Teaching Kids How To ApologizeOctober 24, 2014
Children need to learn to apologize when they have done something wrong or unacceptable, and they need to learn to be accountable at a young age so they don't end up with relationship difficulties later on in life.
Children that don't know how to apologize will never learn to take responsibility for their actions which can turn into job losses, ruined relationships and isolation when they grow older. Get your kids started off on the right path towards healthy relationships and communication by teaching them the power of a genuine apology.
Admitting They Are Wrong
When your child does something such as purposely break something in the home or says some hurtful words to their sibling, tell them that it is unacceptable behavior. For example, ask them if they like being called names or if they would like it if someone broke something dear to them. Most likely you will get a heartfelt "no".
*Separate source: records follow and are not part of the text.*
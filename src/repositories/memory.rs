//! Process-local stores used with `APP_STORAGE=memory` and in tests.

use std::collections::HashMap;
use std::sync::atomic::{AtomicU64, Ordering};
use std::time::{Duration, Instant};

use async_trait::async_trait;
use tokio::sync::Mutex;
use uuid::Uuid;

use crate::{
    error::{PersistenceError, Result},
    models::{record::VitalsRecord, session::Session},
    repositories::{record::RecordStore, session::SessionStore},
};

/// Records grouped by owner; a query only ever touches its owner's bucket.
#[derive(Default)]
pub struct MemoryRecordStore {
    buckets: Mutex<HashMap<String, Vec<(u64, VitalsRecord)>>>,
    seq: AtomicU64,
    inserts: AtomicU64,
}

impl MemoryRecordStore {
    pub fn new() -> Self {
        Self::default()
    }

    /// Number of successful inserts since creation.
    pub fn insert_count(&self) -> u64 {
        self.inserts.load(Ordering::Relaxed)
    }
}

#[async_trait]
impl RecordStore for MemoryRecordStore {
    async fn insert(&self, record: &VitalsRecord) -> std::result::Result<(), PersistenceError> {
        let seq = self.seq.fetch_add(1, Ordering::Relaxed);
        self.buckets
            .lock()
            .await
            .entry(record.owner_uid.clone())
            .or_default()
            .push((seq, record.clone()));
        self.inserts.fetch_add(1, Ordering::Relaxed);
        Ok(())
    }

    async fn query(
        &self,
        owner: &str,
        limit: Option<usize>,
    ) -> std::result::Result<Vec<VitalsRecord>, PersistenceError> {
        let buckets = self.buckets.lock().await;
        let Some(bucket) = buckets.get(owner) else {
            return Ok(Vec::new());
        };

        let mut ordered: Vec<&(u64, VitalsRecord)> = bucket.iter().collect();
        ordered.sort_by(|(a_seq, a), (b_seq, b)| {
            b.created_at.cmp(&a.created_at).then(b_seq.cmp(a_seq))
        });

        Ok(ordered
            .into_iter()
            .take(limit.unwrap_or(usize::MAX))
            .map(|(_, record)| record.clone())
            .collect())
    }
}

struct Expiring<T> {
    value: T,
    expires_at: Instant,
}

impl<T> Expiring<T> {
    fn new(value: T, ttl_secs: u64) -> Self {
        Self {
            value,
            expires_at: Instant::now() + Duration::from_secs(ttl_secs),
        }
    }

    fn live(&self) -> bool {
        Instant::now() < self.expires_at
    }
}

/// `SessionStore` that keeps sessions, CSRF tokens and attempt counters in
/// maps with per-entry expiry. Expired entries are pruned whenever their map
/// is written.
#[derive(Default)]
pub struct MemorySessionStore {
    sessions: Mutex<HashMap<Uuid, Expiring<Session>>>,
    csrf: Mutex<HashMap<String, Expiring<()>>>,
    attempts: Mutex<HashMap<String, Expiring<u64>>>,
}

impl MemorySessionStore {
    pub fn new() -> Self {
        Self::default()
    }

    /// Number of sessions held, expired or not.
    pub async fn session_count(&self) -> usize {
        self.sessions.lock().await.len()
    }

    /// Number of CSRF tokens held, expired or not.
    pub async fn csrf_count(&self) -> usize {
        self.csrf.lock().await.len()
    }
}

fn prune<K, T>(entries: &mut HashMap<K, Expiring<T>>) {
    entries.retain(|_, entry| entry.live());
}

#[async_trait]
impl SessionStore for MemorySessionStore {
    async fn put_session(&self, session_id: Uuid, session: &Session, ttl_secs: u64) -> Result<()> {
        let mut sessions = self.sessions.lock().await;
        prune(&mut *sessions);
        sessions.insert(session_id, Expiring::new(session.clone(), ttl_secs));
        Ok(())
    }

    async fn get_session(&self, session_id: Uuid) -> Result<Option<Session>> {
        let mut sessions = self.sessions.lock().await;
        match sessions.get(&session_id) {
            Some(entry) if entry.live() => Ok(Some(entry.value.clone())),
            Some(_) => {
                sessions.remove(&session_id);
                Ok(None)
            }
            None => Ok(None),
        }
    }

    async fn delete_session(&self, session_id: Uuid) -> Result<()> {
        self.sessions.lock().await.remove(&session_id);
        Ok(())
    }

    async fn put_csrf(&self, token: &str, ttl_secs: u64) -> Result<()> {
        let mut csrf = self.csrf.lock().await;
        prune(&mut *csrf);
        csrf.insert(token.to_string(), Expiring::new((), ttl_secs));
        Ok(())
    }

    async fn csrf_is_valid(&self, token: &str) -> Result<bool> {
        Ok(self
            .csrf
            .lock()
            .await
            .get(token)
            .is_some_and(|entry| entry.live()))
    }

    async fn delete_csrf(&self, token: &str) -> Result<()> {
        self.csrf.lock().await.remove(token);
        Ok(())
    }

    async fn record_attempt(&self, key: &str, window_secs: u64) -> Result<u64> {
        let mut attempts = self.attempts.lock().await;
        prune(&mut *attempts);
        let entry = attempts
            .entry(key.to_string())
            .or_insert_with(|| Expiring::new(0, window_secs));
        if !entry.live() {
            *entry = Expiring::new(0, window_secs);
        }
        entry.value += 1;
        Ok(entry.value)
    }
}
Make sure they realize the result of their actions. Tell them that they hurt their sister or brother's feelings or that breaking daddy's favorite mug on purpose will make him sad. Rather than screaming, yelling and telling them off, make them aware of other peoples' feelings and how they need to respect them. You don't have to go overboard to the point of making them feel guilty for weeks on end, just be honest and direct with them and tell them that this type of behavior deserves a genuine apology.
Saying "I'm Sorry"
Now that your child has an understanding of how their negative actions can affect others, tell your child to say the words, "I'm sorry" to whoever was hurt from the damage or name calling. Mention to them that when they say the words "I'm sorry", they have to be sincere and say it with feeling.
It is very important that your child knows how to apologize effectively. The words 'I'm sorry" don't mean anything unless they show that they take responsibility and will perform an action to help mend the relationship. A proper apology looks like this. "I'm sorry I broke your favorite glass dad. (apology) I was being silly and reckless (taking responsibility) and I will do extra chores to make up for it or buy you another mug. (action promised)
Healing Takes Time
It is important that children realize that just because they apologize does not mean the person they are apologizing to will automatically be okay with everything. Mention to your child that while the apology and actions taken will help the other person heal, they may take some time before warming up to them again. This way they won't feel hurt when their best friend, peer at school or family member gives them the silent treatment for a while. Tell them that it is normal for people to take some time to heal when they have been hurt.
An apology can be an extremely powerful tool and the sooner that children can learn how to effectively apologize, the sooner they will be able to maintain strong relationships throughout their lives.